In Judaism , pastoral care is mainly exercised by the rabbi . Its function is primarily the teaching of the Torah and the conduct of church services together with the Chasan (cantor) as well as the sermon . His tasks also include pastoral care for individual people through visits to the sick, bereavement support, care for the elderly and support in life crises, the implementation of weddings and funerals .

Islam

The term “pastoral care” is unknown in Islam and there are hardly any professional Muslim pastors. However, the fields of activity associated with this in other religions also play a role there. Every devout Muslim is empowered and called by God to take on social and spiritual responsibility towards his fellow human beings, so that caring for the soul, both individually and socially, is part of everyday Islamic life. Social engagement, neighborhood care, relatives, visiting the sick and caring for the elderly are firmly anchored in the history and everyday practice of the Muslim community. They form the basis for an Islamic pastoral care concept, which also includes diakonia and liturgy , which according to the sociologist and theologian Cemil Şahinöz must be part of Islamic pastoral care. In Central Europe, there is an increased need for trained Muslim pastors, as there is a demand for institutionalized and professionalized competence in hospitals and prisons, in emergency pastoral care and also in community pastoral care.

The main bearers of Islamic pastoral care are the imam as the most important contact person, as well as the community and the family. These need support from people who are suitable and qualified for Islamic pastoral care.

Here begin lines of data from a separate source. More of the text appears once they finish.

use std::cmp::Ordering;

use serde::Serialize;

use crate::encoding::{Decode, Encode, KeyReader, KeyWriter};

pub type EntryId = i64;
pub type Score = i64;
pub type Timestamp = i64;
pub type Rank = i32;
pub type Category = i16;

/// One ranked entity.
///
/// `rank` is only meaningful on values returned from a query, where it holds
/// the 1-based rank at the moment the query ran. Stored entries keep it at 0.
#[derive(Debug, Clone, Copy, PartialEq, Eq, Hash, Serialize)]
pub struct Entry {
    pub id: EntryId,
    pub score: Score,
    pub rank: Rank,
    pub timestamp: Timestamp,
}

impl Entry {
    pub fn new(id: EntryId, score: Score, timestamp: Timestamp) -> Self {
        Entry {
            id,
            score,
            rank: 0,
            timestamp,
        }
    }

    pub fn key(&self) -> OrderKey {
        OrderKey {
            score: self.score,
            timestamp: self.timestamp,
            id: self.id,
        }
    }

    pub(crate) fn ranked(mut self, rank: Rank) -> Self {
        self.rank = rank;
        self
    }
}

impl From<OrderKey> for Entry {
    fn from(key: OrderKey) -> Self {
        Entry::new(key.id, key.score, key.timestamp)
    }
}

/// The position of an entry in the ranking.
///
/// Orders by score descending, then timestamp ascending, then id ascending,
/// so the smallest key is rank 1. Two keys are equal only if all three
/// components are, which for live entries means the same id.
#[derive(Debug, Clone, Copy, PartialEq, Eq, Hash)]
pub struct OrderKey {
    pub score: Score,
    pub timestamp: Timestamp,
    pub id: EntryId,
}

impl Ord for OrderKey {
    fn cmp(&self, other: &Self) -> Ordering {
        other
            .score
            .cmp(&self.score)
            .then_with(|| self.timestamp.cmp(&other.timestamp))
            .then_with(|| self.id.cmp(&other.id))
    }
}

impl PartialOrd for OrderKey {
    fn partial_cmp(&self, other: &Self) -> Option<Ordering> {
        Some(self.cmp(other))
    }
}

/// A flattened `(category, entry)` pair, the shape used to hydrate or dump a
/// whole registry at once.
#[derive(Debug, Clone, Copy, PartialEq, Eq, Hash)]
pub struct CategoryRecord {
    pub category: Category,
    pub id: EntryId,
    pub score: Score,
    pub timestamp: Timestamp,
}

impl CategoryRecord {
    pub fn new(category: Category, entry: &Entry) -> Self {
        CategoryRecord {
            category,
            id: entry.id,
            score: entry.score,
            timestamp: entry.timestamp,
        }
    }
}

impl Encode for Entry {
    fn write_bytes(&self, kw: &mut KeyWriter) {
        (self.id, (self.score, (self.rank, self.timestamp))).write_bytes(kw);
    }
}

impl Decode for Entry {
    fn decode(kr: &mut KeyReader) -> anyhow::Result<Self> {
        let (id, (score, (rank, timestamp))) = <(EntryId, (Score, (Rank, Timestamp)))>::decode(kr)?;
        Ok(Entry {
            id,
            score,
            rank,
            timestamp,
        })
    }
}

impl Encode for CategoryRecord {
    fn write_bytes(&self, kw: &mut KeyWriter) {
        (self.category, (self.id, (self.score, self.timestamp))).write_bytes(kw);
    }
}

impl Decode for CategoryRecord {
    fn decode(kr: &mut KeyReader) -> anyhow::Result<Self> {
        let (category, (id, (score, timestamp))) =
            <(Category, (EntryId, (Score, Timestamp)))>::decode(kr)?;
        Ok(CategoryRecord {
            category,
            id,
            score,
            timestamp,
        })
    }
}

Fields of application for pastors

See also

literature

  • Heribert Hallermann , pastoral care worker - a protected term? Church law clarifications, in: Lebendige Seelsorge 55 (2004), Heft 3, 210–214.
  • Cemil Şahinöz: Pastoral Care in Islam. Theory and Practice in Germany. Springer Fachmedien Wiesbaden GmbH, Wiesbaden 2018, 978-3-658-22135-5 (Dissertation, Bielefeld 2018)
  • Elisabeth Schieffer: Pastor . In: Walter Kasper (Ed.): Lexicon for Theology and Church . 3. Edition. tape 9 . Herder, Freiburg im Breisgau 2000, Sp. 390 f .
  • Georg Wenz, Talat Kamran (ed.): Pastoral care and Islam in Germany. Developments, challenges and opportunities. Speyer 2012 (152 pages)

Web links

Wiktionary: Pastor  - explanations of meanings, word origins, synonyms, translations

Individual evidence

  1. ekd.de: Pastoral care areas , accessed on May 27, 2020.
  2. German text ; Latin text
  3. Elisabeth Schieffer: Pastor . In: Walter Kasper (Ed.): Lexicon for Theology and Church . 3. Edition. tape 9 . Herder, Freiburg im Breisgau 2000, Sp. 390 f .
  4. vatican.va: Lumen gentium
  5. liberale-juden.de: Function and Authority of the Rabbi , accessed on May 27, 2020.
  6. mannheimer-institut.de: pastoral care and Islam in Germany. Developments, challenges and opportunities , accessed on May 27, 2020.
  7. ^ Cemil Şahinöz: Pastoral care in Islam. Theory and Practice in Germany. Wiesbaden GmbH, Wiesbaden 2018, pp. 185f. [1]
  8. islam.de: Pastoral Care , accessed on May 27, 2020.